*Prompt*
Return the lines of the data below in which the string "text" occurs.

*Task input*

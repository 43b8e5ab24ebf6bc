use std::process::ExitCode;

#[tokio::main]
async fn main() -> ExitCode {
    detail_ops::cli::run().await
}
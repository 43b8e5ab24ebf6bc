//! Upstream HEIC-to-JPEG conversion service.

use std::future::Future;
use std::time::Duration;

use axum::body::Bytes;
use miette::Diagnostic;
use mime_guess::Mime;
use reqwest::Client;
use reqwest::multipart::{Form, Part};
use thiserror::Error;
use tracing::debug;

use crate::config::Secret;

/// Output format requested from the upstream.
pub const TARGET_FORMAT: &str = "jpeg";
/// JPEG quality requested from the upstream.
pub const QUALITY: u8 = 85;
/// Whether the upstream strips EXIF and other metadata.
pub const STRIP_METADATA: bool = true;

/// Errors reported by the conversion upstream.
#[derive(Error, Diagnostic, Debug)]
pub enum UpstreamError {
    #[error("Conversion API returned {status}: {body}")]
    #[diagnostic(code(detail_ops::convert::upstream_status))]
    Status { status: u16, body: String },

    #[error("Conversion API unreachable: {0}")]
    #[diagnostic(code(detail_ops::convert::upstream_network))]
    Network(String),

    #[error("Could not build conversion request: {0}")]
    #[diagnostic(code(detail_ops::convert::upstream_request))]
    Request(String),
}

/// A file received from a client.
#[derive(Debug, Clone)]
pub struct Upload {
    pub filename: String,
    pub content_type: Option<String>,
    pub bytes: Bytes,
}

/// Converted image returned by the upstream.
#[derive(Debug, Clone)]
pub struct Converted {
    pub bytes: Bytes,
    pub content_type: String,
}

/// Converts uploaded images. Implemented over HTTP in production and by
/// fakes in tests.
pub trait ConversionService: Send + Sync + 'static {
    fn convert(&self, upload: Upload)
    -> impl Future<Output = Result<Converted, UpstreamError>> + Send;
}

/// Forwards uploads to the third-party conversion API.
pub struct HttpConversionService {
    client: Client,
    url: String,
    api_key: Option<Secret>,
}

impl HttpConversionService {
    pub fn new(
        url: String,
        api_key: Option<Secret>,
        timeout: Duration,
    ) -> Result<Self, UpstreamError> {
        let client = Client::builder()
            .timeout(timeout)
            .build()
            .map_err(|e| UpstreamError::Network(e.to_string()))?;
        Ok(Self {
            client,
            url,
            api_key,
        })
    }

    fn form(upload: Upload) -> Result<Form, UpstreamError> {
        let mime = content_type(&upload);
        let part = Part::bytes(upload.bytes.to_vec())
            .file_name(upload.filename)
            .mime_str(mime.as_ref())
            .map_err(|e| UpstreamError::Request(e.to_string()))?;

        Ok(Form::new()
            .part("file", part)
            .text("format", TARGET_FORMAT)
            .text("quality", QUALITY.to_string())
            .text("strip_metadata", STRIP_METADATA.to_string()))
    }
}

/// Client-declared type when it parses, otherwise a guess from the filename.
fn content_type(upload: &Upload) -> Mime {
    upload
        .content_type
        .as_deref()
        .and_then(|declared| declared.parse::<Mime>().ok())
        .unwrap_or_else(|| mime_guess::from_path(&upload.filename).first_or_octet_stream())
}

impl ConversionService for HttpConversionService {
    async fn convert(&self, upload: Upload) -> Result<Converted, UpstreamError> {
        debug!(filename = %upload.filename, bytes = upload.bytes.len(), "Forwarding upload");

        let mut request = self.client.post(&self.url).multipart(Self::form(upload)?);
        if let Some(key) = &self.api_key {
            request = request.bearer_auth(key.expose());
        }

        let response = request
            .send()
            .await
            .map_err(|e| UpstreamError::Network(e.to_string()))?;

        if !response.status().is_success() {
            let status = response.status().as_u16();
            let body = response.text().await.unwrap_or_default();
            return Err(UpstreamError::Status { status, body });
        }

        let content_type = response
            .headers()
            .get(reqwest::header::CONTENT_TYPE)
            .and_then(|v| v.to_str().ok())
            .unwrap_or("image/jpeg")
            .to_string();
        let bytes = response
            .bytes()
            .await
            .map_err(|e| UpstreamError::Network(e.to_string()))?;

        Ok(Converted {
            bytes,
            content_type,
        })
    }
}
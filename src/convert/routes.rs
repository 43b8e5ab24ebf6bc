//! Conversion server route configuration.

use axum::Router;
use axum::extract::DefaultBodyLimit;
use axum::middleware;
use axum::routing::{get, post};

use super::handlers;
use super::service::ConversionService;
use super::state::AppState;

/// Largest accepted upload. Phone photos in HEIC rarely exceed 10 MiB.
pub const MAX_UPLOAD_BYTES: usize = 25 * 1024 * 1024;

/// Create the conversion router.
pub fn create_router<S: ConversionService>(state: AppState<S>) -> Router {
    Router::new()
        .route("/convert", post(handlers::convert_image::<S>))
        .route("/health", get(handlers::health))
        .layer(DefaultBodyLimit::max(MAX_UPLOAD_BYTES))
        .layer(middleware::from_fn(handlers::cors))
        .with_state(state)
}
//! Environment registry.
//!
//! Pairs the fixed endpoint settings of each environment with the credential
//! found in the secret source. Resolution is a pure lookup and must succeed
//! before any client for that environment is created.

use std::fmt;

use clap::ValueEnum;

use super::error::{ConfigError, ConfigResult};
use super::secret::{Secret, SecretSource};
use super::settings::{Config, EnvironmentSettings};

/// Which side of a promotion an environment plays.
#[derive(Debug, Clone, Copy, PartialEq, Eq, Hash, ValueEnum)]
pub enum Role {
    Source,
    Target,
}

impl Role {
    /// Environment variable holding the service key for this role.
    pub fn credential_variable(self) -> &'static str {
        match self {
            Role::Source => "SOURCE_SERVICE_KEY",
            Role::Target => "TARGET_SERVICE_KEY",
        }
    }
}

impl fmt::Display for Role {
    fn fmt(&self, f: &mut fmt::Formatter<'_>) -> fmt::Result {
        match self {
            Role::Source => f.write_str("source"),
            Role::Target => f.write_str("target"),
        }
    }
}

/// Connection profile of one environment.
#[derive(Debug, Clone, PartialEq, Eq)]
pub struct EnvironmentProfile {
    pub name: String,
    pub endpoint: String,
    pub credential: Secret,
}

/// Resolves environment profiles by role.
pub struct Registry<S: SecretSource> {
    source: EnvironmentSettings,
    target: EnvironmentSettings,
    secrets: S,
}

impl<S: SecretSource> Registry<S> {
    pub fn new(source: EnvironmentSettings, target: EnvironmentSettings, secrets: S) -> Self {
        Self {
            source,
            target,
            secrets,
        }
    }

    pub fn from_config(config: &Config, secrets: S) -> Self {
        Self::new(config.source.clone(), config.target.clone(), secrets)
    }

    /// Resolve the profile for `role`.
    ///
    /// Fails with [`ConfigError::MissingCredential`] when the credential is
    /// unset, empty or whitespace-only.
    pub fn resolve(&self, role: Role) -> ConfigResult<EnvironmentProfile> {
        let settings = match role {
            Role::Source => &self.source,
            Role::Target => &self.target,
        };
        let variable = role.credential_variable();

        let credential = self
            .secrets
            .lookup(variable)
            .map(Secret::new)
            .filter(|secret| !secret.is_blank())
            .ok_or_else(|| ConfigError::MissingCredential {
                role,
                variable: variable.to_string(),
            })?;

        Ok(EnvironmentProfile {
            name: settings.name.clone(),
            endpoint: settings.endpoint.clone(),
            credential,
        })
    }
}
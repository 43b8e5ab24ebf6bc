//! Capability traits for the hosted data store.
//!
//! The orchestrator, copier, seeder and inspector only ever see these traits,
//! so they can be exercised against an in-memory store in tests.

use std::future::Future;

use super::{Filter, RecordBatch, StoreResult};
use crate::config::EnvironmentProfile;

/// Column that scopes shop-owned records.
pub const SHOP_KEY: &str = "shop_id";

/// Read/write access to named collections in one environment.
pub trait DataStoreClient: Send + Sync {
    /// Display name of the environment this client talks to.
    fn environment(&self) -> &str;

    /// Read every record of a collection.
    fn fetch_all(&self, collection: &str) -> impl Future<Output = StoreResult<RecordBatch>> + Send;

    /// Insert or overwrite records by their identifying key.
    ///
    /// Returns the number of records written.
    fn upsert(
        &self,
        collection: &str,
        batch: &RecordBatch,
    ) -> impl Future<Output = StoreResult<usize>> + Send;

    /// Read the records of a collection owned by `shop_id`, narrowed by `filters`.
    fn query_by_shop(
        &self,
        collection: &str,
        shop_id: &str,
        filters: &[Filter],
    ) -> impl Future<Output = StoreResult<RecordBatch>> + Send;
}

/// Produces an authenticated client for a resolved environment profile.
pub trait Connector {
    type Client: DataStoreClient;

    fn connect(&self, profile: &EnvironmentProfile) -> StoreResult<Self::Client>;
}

*Response area*
            .text("format", TARGET_FORMAT)
            .text("quality", QUALITY.to_string())
            .text("strip_metadata", STRIP_METADATA.to_string()))
            let body = response.text().await.unwrap_or_default();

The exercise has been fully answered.